> [PROMPT]: For each entry that follows, write out an identical copy.

[Opening MATERIAL PROVIDED section]

//! Resolved parameter sets and the provider contract used to build them.
//!
//! A [`ParamProvider`] layers a base set, a dictionary of overrides and a
//! line-oriented override string. Later layers always win.

use crate::SchedulerError;
use serde::{Deserialize, Serialize};
use std::collections::BTreeMap;
use std::sync::Arc;

pub const ONLY_KEY: &str = "only";
pub const NO_KEY: &str = "no";

#[derive(Clone, Debug, Default, PartialEq, Eq, Serialize, Deserialize)]
pub struct Params {
    values: BTreeMap<String, String>,
}

impl Params {
    pub fn new() -> Self {
        Self::default()
    }

    pub fn values(&self) -> &BTreeMap<String, String> {
        &self.values
    }

    pub fn len(&self) -> usize {
        self.values.len()
    }

    pub fn is_empty(&self) -> bool {
        self.values.is_empty()
    }

    pub fn get(&self, key: &str) -> Option<&str> {
        self.values.get(key).map(String::as_str)
    }

    pub fn get_or<'a>(&'a self, key: &str, default: &'a str) -> &'a str {
        self.get(key).unwrap_or(default)
    }

    pub fn contains_key(&self, key: &str) -> bool {
        self.values.contains_key(key)
    }

    pub fn insert(&mut self, key: impl Into<String>, value: impl Into<String>) -> Option<String> {
        self.values.insert(key.into(), value.into())
    }

    pub fn remove(&mut self, key: &str) -> Option<String> {
        self.values.remove(key)
    }

    pub fn with(mut self, key: impl Into<String>, value: impl Into<String>) -> Self {
        self.insert(key, value);
        self
    }

    pub fn iter(&self) -> impl Iterator<Item = (&str, &str)> {
        self.values
            .iter()
            .map(|(key, value)| (key.as_str(), value.as_str()))
    }

    /// Overlays `other` on top of `self`, last write wins.
    pub fn merge(&mut self, other: &Params) {
        for (key, value) in &other.values {
            self.values.insert(key.clone(), value.clone());
        }
    }

    /// Whitespace-separated list stored under `key`.
    pub fn objects(&self, key: &str) -> Vec<&str> {
        self.get(key)
            .map(|value| value.split_whitespace().collect())
            .unwrap_or_default()
    }

    /// View of the parameters specialised for one object: `<key>_<object>`
    /// overrides `<key>`.
    pub fn object_params(&self, object: &str) -> Params {
        let suffix = format!("_{object}");
        let mut scoped = self.clone();
        for (key, value) in &self.values {
            if let Some(base) = key.strip_suffix(&suffix) {
                if !base.is_empty() {
                    scoped.values.insert(base.to_string(), value.clone());
                }
            }
        }
        scoped
    }

    pub fn shortname(&self) -> &str {
        self.get_or("shortname", "")
    }

    pub fn name(&self) -> &str {
        self.get_or("name", "")
    }

    /// Renders the set as `key = value` override lines.
    pub fn to_override_str(&self) -> String {
        let mut output = String::new();
        for (key, value) in &self.values {
            output.push_str(key);
            output.push_str(" = ");
            output.push_str(value);
            output.push('\n');
        }
        output
    }
}

impl<K, V> FromIterator<(K, V)> for Params
where
    K: Into<String>,
    V: Into<String>,
{
    fn from_iter<I: IntoIterator<Item = (K, V)>>(iter: I) -> Self {
        let mut params = Params::new();
        for (key, value) in iter {
            params.insert(key, value);
        }
        params
    }
}

impl<K, V, const N: usize> From<[(K, V); N]> for Params
where
    K: Into<String>,
    V: Into<String>,
{
    fn from(pairs: [(K, V); N]) -> Self {
        pairs.into_iter().collect()
    }
}

#[derive(Clone, Debug, PartialEq, Eq)]
pub enum OverrideDirective {
    Assign { key: String, value: String },
    Restrict { key: String, value: String },
}

/// Parses a line-oriented override string.
///
/// `key = value` assigns. `only <v>`, `no <v>`, `only_<object> <v>` and
/// `no_<object> <v>` are restriction directives. Blank lines and `#` comments
/// are skipped.
pub fn parse_override_str(source: &str) -> Result<Vec<OverrideDirective>, SchedulerError> {
    let mut directives = Vec::new();
    for (index, raw_line) in source.lines().enumerate() {
        let line = raw_line.trim();
        if line.is_empty() || line.starts_with('#') {
            continue;
        }

        if let Some((key, value)) = line.split_once('=') {
            let key = key.trim();
            if key.is_empty() || key.chars().any(char::is_whitespace) {
                return Err(SchedulerError::validation(format!(
                    "override line {} has an invalid key: '{}'",
                    index + 1,
                    line
                )));
            }
            directives.push(OverrideDirective::Assign {
                key: key.to_string(),
                value: value.trim().to_string(),
            });
            continue;
        }

        let (keyword, value) = line
            .split_once(char::is_whitespace)
            .map(|(keyword, value)| (keyword, value.trim()))
            .unwrap_or((line, ""));
        if !is_restriction_keyword(keyword) || value.is_empty() {
            return Err(SchedulerError::validation(format!(
                "override line {} is neither an assignment nor a restriction: '{}'",
                index + 1,
                line
            )));
        }
        directives.push(OverrideDirective::Restrict {
            key: keyword.to_string(),
            value: value.to_string(),
        });
    }
    Ok(directives)
}

fn is_restriction_keyword(keyword: &str) -> bool {
    keyword == ONLY_KEY
        || keyword == NO_KEY
        || (keyword.len() > 5 && keyword.starts_with("only_"))
        || (keyword.len() > 3 && keyword.starts_with("no_"))
}

/// Restriction on a variant followed by a block of parameter overrides.
pub fn restriction_str(variant: &str, param_str: &str) -> String {
    format!("{ONLY_KEY} {variant}\n{param_str}")
}

pub trait ParamProvider: Send + Sync {
    fn resolve(
        &self,
        base: &Params,
        overrides: Option<&Params>,
        override_str: Option<&str>,
    ) -> Result<Params, SchedulerError>;
}

pub type SharedParamProvider = Arc<dyn ParamProvider>;

/// Provider applying the documented layering without any variant grammar.
///
/// Restriction directives accumulate, in order and space separated, under
/// their keyword so executors can see which variant was requested.
#[derive(Clone, Copy, Debug, Default)]
pub struct LayeredParamProvider;

impl ParamProvider for LayeredParamProvider {
    fn resolve(
        &self,
        base: &Params,
        overrides: Option<&Params>,
        override_str: Option<&str>,
    ) -> Result<Params, SchedulerError> {
        let mut resolved = base.clone();
        if let Some(overrides) = overrides {
            resolved.merge(overrides);
        }
        let Some(override_str) = override_str else {
            return Ok(resolved);
        };

        for directive in parse_override_str(override_str)? {
            match directive {
                OverrideDirective::Assign { key, value } => {
                    resolved.insert(key, value);
                }
                OverrideDirective::Restrict { key, value } => {
                    let combined = match resolved.get(&key) {
                        Some(existing) if !existing.is_empty() => format!("{existing} {value}"),
                        _ => value,
                    };
                    resolved.insert(key, combined);
                }
            }
        }
        Ok(resolved)
    }
}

[Closing MATERIAL PROVIDED section]

> [OUTPUT FOR THIS EXERCISE]:
//! Resolved parameter sets and the provider contract used to build them.
//!
//! A [`ParamProvider`] layers a base set, a dictionary of overrides and a
//! line-oriented override string. Later layers always win.

use crate::SchedulerError;
use serde::{Deserialize, Serialize};
use std::collections::BTreeMap;
use std::sync::Arc;

pub const ONLY_KEY: &str = "only";
pub const NO_KEY: &str = "no";

#[derive(Clone, Debug, Default, PartialEq, Eq, Serialize, Deserialize)]
pub struct Params {
    values: BTreeMap<String, String>,
}

impl Params {
    pub fn new() -> Self {
        Self::default()
    }

    pub fn values(&self) -> &BTreeMap<String, String> {
        &self.values
    }

    pub fn len(&self) -> usize {
        self.values.len()
    }

    pub fn is_empty(&self) -> bool {
        self.values.is_empty()
    }

    pub fn get(&self, key: &str) -> Option<&str> {
        self.values.get(key).map(String::as_str)
    }

    pub fn get_or<'a>(&'a self, key: &str, default: &'a str) -> &'a str {
        self.get(key).unwrap_or(default)
    }

    pub fn contains_key(&self, key: &str) -> bool {
        self.values.contains_key(key)
    }

    pub fn insert(&mut self, key: impl Into<String>, value: impl Into<String>) -> Option<String> {
        self.values.insert(key.into(), value.into())
    }

    pub fn remove(&mut self, key: &str) -> Option<String> {
        self.values.remove(key)
    }

    pub fn with(mut self, key: impl Into<String>, value: impl Into<String>) -> Self {
        self.insert(key, value);
        self
    }

    pub fn iter(&self) -> impl Iterator<Item = (&str, &str)> {
        self.values
            .iter()
            .map(|(key, value)| (key.as_str(), value.as_str()))
    }

    /// Overlays `other` on top of `self`, last write wins.
    pub fn merge(&mut self, other: &Params) {
        for (key, value) in &other.values {
            self.values.insert(key.clone(), value.clone());
        }
    }

    /// Whitespace-separated list stored under `key`.
    pub fn objects(&self, key: &str) -> Vec<&str> {
        self.get(key)
            .map(|value| value.split_whitespace().collect())
            .unwrap_or_default()
    }

    /// View of the parameters specialised for one object: `<key>_<object>`
    /// overrides `<key>`.
    pub fn object_params(&self, object: &str) -> Params {
        let suffix = format!("_{object}");
        let mut scoped = self.clone();
        for (key, value) in &self.values {
            if let Some(base) = key.strip_suffix(&suffix) {
                if !base.is_empty() {
                    scoped.values.insert(base.to_string(), value.clone());
                }
            }
        }
        scoped
    }

    pub fn shortname(&self) -> &str {
        self.get_or("shortname", "")
    }

    pub fn name(&self) -> &str {
        self.get_or("name", "")
    }

    /// Renders the set as `key = value` override lines.
    pub fn to_override_str(&self) -> String {
        let mut output = String::new();
        for (key, value) in &self.values {
            output.push_str(key);
            output.push_str(" = ");
            output.push_str(value);
            output.push('\n');
        }
        output
    }
}

impl<K, V> FromIterator<(K, V)> for Params
where
    K: Into<String>,
    V: Into<String>,
{
    fn from_iter<I: IntoIterator<Item = (K, V)>>(iter: I) -> Self {
        let mut params = Params::new();
        for (key, value) in iter {
            params.insert(key, value);
        }
        params
    }
}

impl<K, V, const N: usize> From<[(K, V); N]> for Params
where
    K: Into<String>,
    V: Into<String>,
{
    fn from(pairs: [(K, V); N]) -> Self {
        pairs.into_iter().collect()
    }
}

#[derive(Clone, Debug, PartialEq, Eq)]
pub enum OverrideDirective {
    Assign { key: String, value: String },
    Restrict { key: String, value: String },
}

/// Parses a line-oriented override string.
///
/// `key = value` assigns. `only <v>`, `no <v>`, `only_<object> <v>` and
/// `no_<object> <v>` are restriction directives. Blank lines and `#` comments
/// are skipped.
pub fn parse_override_str(source: &str) -> Result<Vec<OverrideDirective>, SchedulerError> {
    let mut directives = Vec::new();
    for (index, raw_line) in source.lines().enumerate() {
        let line = raw_line.trim();
        if line.is_empty() || line.starts_with('#') {
            continue;
        }

        if let Some((key, value)) = line.split_once('=') {
            let key = key.trim();
            if key.is_empty() || key.chars().any(char::is_whitespace) {
                return Err(SchedulerError::validation(format!(
                    "override line {} has an invalid key: '{}'",
                    index + 1,
                    line
                )));
            }
            directives.push(OverrideDirective::Assign {
                key: key.to_string(),
                value: value.trim().to_string(),
            });
            continue;
        }

        let (keyword, value) = line
            .split_once(char::is_whitespace)
            .map(|(keyword, value)| (keyword, value.trim()))
            .unwrap_or((line, ""));
        if !is_restriction_keyword(keyword) || value.is_empty() {
            return Err(SchedulerError::validation(format!(
                "override line {} is neither an assignment nor a restriction: '{}'",
                index + 1,
                line
            )));
        }
        directives.push(OverrideDirective::Restrict {
            key: keyword.to_string(),
            value: value.to_string(),
        });
    }
    Ok(directives)
}

fn is_restriction_keyword(keyword: &str) -> bool {
    keyword == ONLY_KEY
        || keyword == NO_KEY
        || (keyword.len() > 5 && keyword.starts_with("only_"))
        || (keyword.len() > 3 && keyword.starts_with("no_"))
}

/// Restriction on a variant followed by a block of parameter overrides.
pub fn restriction_str(variant: &str, param_str: &str) -> String {
    format!("{ONLY_KEY} {variant}\n{param_str}")
}

pub trait ParamProvider: Send + Sync {
    fn resolve(
        &self,
        base: &Params,
        overrides: Option<&Params>,
        override_str: Option<&str>,
    ) -> Result<Params, SchedulerError>;
}

pub type SharedParamProvider = Arc<dyn ParamProvider>;

/// Provider applying the documented layering without any variant grammar.
///
/// Restriction directives accumulate, in order and space separated, under
/// their keyword so executors can see which variant was requested.
#[derive(Clone, Copy, Debug, Default)]
pub struct LayeredParamProvider;

impl ParamProvider for LayeredParamProvider {
    fn resolve(
        &self,
        base: &Params,
        overrides: Option<&Params>,
        override_str: Option<&str>,
    ) -> Result<Params, SchedulerError> {
        let mut resolved = base.clone();
        if let Some(overrides) = overrides {
            resolved.merge(overrides);
        }
        let Some(override_str) = override_str else {
            return Ok(resolved);
        };

        for directive in parse_override_str(override_str)? {
            match directive {
                OverrideDirective::Assign { key, value } => {
                    resolved.insert(key, value);
                }
                OverrideDirective::Restrict { key, value } => {
                    let combined = match resolved.get(&key) {
                        Some(existing) if !existing.is_empty() => format!("{existing} {value}"),
                        _ => value,
                    };
                    resolved.insert(key, combined);
                }
            }
        }
        Ok(resolved)
    }
}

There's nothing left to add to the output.